Of course, it is not enough to open the doors of opportunity; we also need to ensure that students have the support they need to thrive. Students who are the first in their families to go to college may lack the easy knowledge of how to navigate a college environment. They may be too embarrassed to admit they find an assignment bewildering and too nervous to ask a professor for help.
To take a meaningful step toward building an inclusive community for all, we recently created the Washington Duke Scholars program. It’s named for the father of James B. Duke, who walked home after the Civil War with fifty cents in his pocket and quickly rose to success, leading him to invest in Trinity College because of his belief in the power of education to lift individuals and communities. The Washington Duke Scholars will be talented, high-achieving students who come from low-income families and who are the first in their families to attend college. In addition to enhanced financial aid, these scholars will receive special mentoring, including a pre-orientation program designed to smooth their transition to college so that they can succeed just like the rest of our students.
Duke’s commitment to financial aid is expensive. In the last ten years, Duke’s annual cost of need-based financial aid doubled, from $45 million to more than $100 million each year. Annual Fund contributions are a major source of support, as was the Financial Aid Initiative I led in 2005.
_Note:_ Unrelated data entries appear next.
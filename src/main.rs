use std::sync::Arc;
use std::time::Duration;

use tokio::net::TcpListener;
use tokio::sync::Semaphore;
use tracing::info;

use seatd::compactor;
use seatd::config::{Config, StoreKind};
use seatd::engine::Engine;
use seatd::observability::{CONNECTIONS_ACTIVE, CONNECTIONS_REJECTED_TOTAL, CONNECTIONS_TOTAL};
use seatd::store::{AllocationStore, InMemoryStore, WalStore};
use seatd::wire::{self, SeatdFactory};

#[tokio::main]
async fn main() -> Result<(), Box<dyn std::error::Error>> {
    tracing_subscriber::fmt::init();

    let config = Config::from_env()?;
    seatd::observability::init(config.metrics_port)?;

    let store: Arc<dyn AllocationStore> = match config.store {
        StoreKind::Wal => {
            std::fs::create_dir_all(&config.data_dir)?;
            let wal_store = Arc::new(WalStore::open(&config.wal_path())?);
            tokio::spawn(compactor::run_compactor(
                wal_store.clone(),
                config.compact_threshold,
            ));
            wal_store
        }
        StoreKind::Memory => Arc::new(InMemoryStore::new()),
    };

    let engine = Arc::new(Engine::with_retry(
        Arc::new(config.catalog.clone()),
        store,
        config.retry,
    ));
    let factory = Arc::new(SeatdFactory::new(engine.clone()));
    let max_connections = config.max_connections;
    let semaphore = Arc::new(Semaphore::new(max_connections));

    let addr = config.listen_addr();
    let listener = TcpListener::bind(&addr).await?;
    info!("seatd listening on {addr}");
    info!("  store: {:?}", config.store);
    if config.store == StoreKind::Wal {
        info!("  wal: {}", config.wal_path().display());
    }
    info!(
        "  tables: {} (largest seats {})",
        engine.catalog().len(),
        engine.catalog().max_capacity()
    );
    let retry = engine.retry_policy();
    info!(
        "  retry: {} attempts, {:?} backoff",
        retry.max_attempts, retry.backoff
    );
    info!("  max_connections: {max_connections}");
    info!(
        "  metrics: {}",
        config
            .metrics_port
            .map_or("disabled".to_string(), |p| format!("http://0.0.0.0:{p}/metrics"))
    );

    // Stop accepting on SIGTERM/ctrl-c, then drain.
    let shutdown = async {
        let ctrl_c = tokio::signal::ctrl_c();
        #[cfg(unix)]
        {
            match tokio::signal::unix::signal(tokio::signal::unix::SignalKind::terminate()) {
                Ok(mut sigterm) => {
                    tokio::select! {
                        _ = ctrl_c => {}
                        _ = sigterm.recv() => {}
                    }
                }
                Err(e) => {
                    tracing::warn!("no SIGTERM handler ({e}), ctrl-c only");
                    ctrl_c.await.ok();
                }
            }
        }
        #[cfg(not(unix))]
        {
            ctrl_c.await.ok();
        }
    };
    tokio::pin!(shutdown);

    loop {
        tokio::select! {
            result = listener.accept() => {
                let (socket, peer) = match result {
                    Ok(conn) => conn,
                    Err(e) => {
                        tracing::error!("accept error: {e}");
                        continue;
                    }
                };

                let permit = match semaphore.clone().try_acquire_owned() {
                    Ok(permit) => permit,
                    Err(_) => {
                        tracing::warn!("connection limit reached, rejecting {peer}");
                        metrics::counter!(CONNECTIONS_REJECTED_TOTAL).increment(1);
                        drop(socket);
                        continue;
                    }
                };

                info!("connection from {peer}");
                metrics::counter!(CONNECTIONS_TOTAL).increment(1);
                metrics::gauge!(CONNECTIONS_ACTIVE).increment(1.0);
                let factory = factory.clone();

                tokio::spawn(async move {
                    let _permit = permit;
                    if let Err(e) = wire::process_connection(socket, factory).await {
                        tracing::error!("connection error from {peer}: {e}");
                    }
                    metrics::gauge!(CONNECTIONS_ACTIVE).decrement(1.0);
                });
            }
            _ = &mut shutdown => {
                info!("shutdown signal received, stopping accept loop");
                break;
            }
        }
    }

    info!("draining connections...");
    let drain_deadline = tokio::time::sleep(Duration::from_secs(10));
    tokio::pin!(drain_deadline);

    loop {
        if semaphore.available_permits() == max_connections {
            info!("all connections drained");
            break;
        }
        tokio::select! {
            _ = &mut drain_deadline => {
                let remaining = max_connections - semaphore.available_permits();
                tracing::warn!("drain timeout, {remaining} connections still open");
                break;
            }
            _ = tokio::time::sleep(Duration::from_millis(100)) => {}
        }
    }

    info!("seatd stopped");
    Ok(())
}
To strengthen Duke’s long-term capacity to support our students, Duke has embarked on a new drive to build endowment resources for need-based undergraduate financial aid. We’re very fortunate that Fred ’73 and Barbara ’75 Sutherland, together with The Duke Endowment and other donors, have created a matching fund in excess of $20 million to inspire others to give. Alumni who want to help the next generation of students experience the benefits they received at Duke will now find that the Access and Opportunity Challenge is a way to make the impact of their gifts even greater. We hope that more alumni will join the effort to keep Duke’s doors open to students regardless of their family circumstances. Financial aid is Duke’s priority before all other priorities: To educate the most varied talent in the most dynamic and invigorating educational environment is Duke’s highest calling.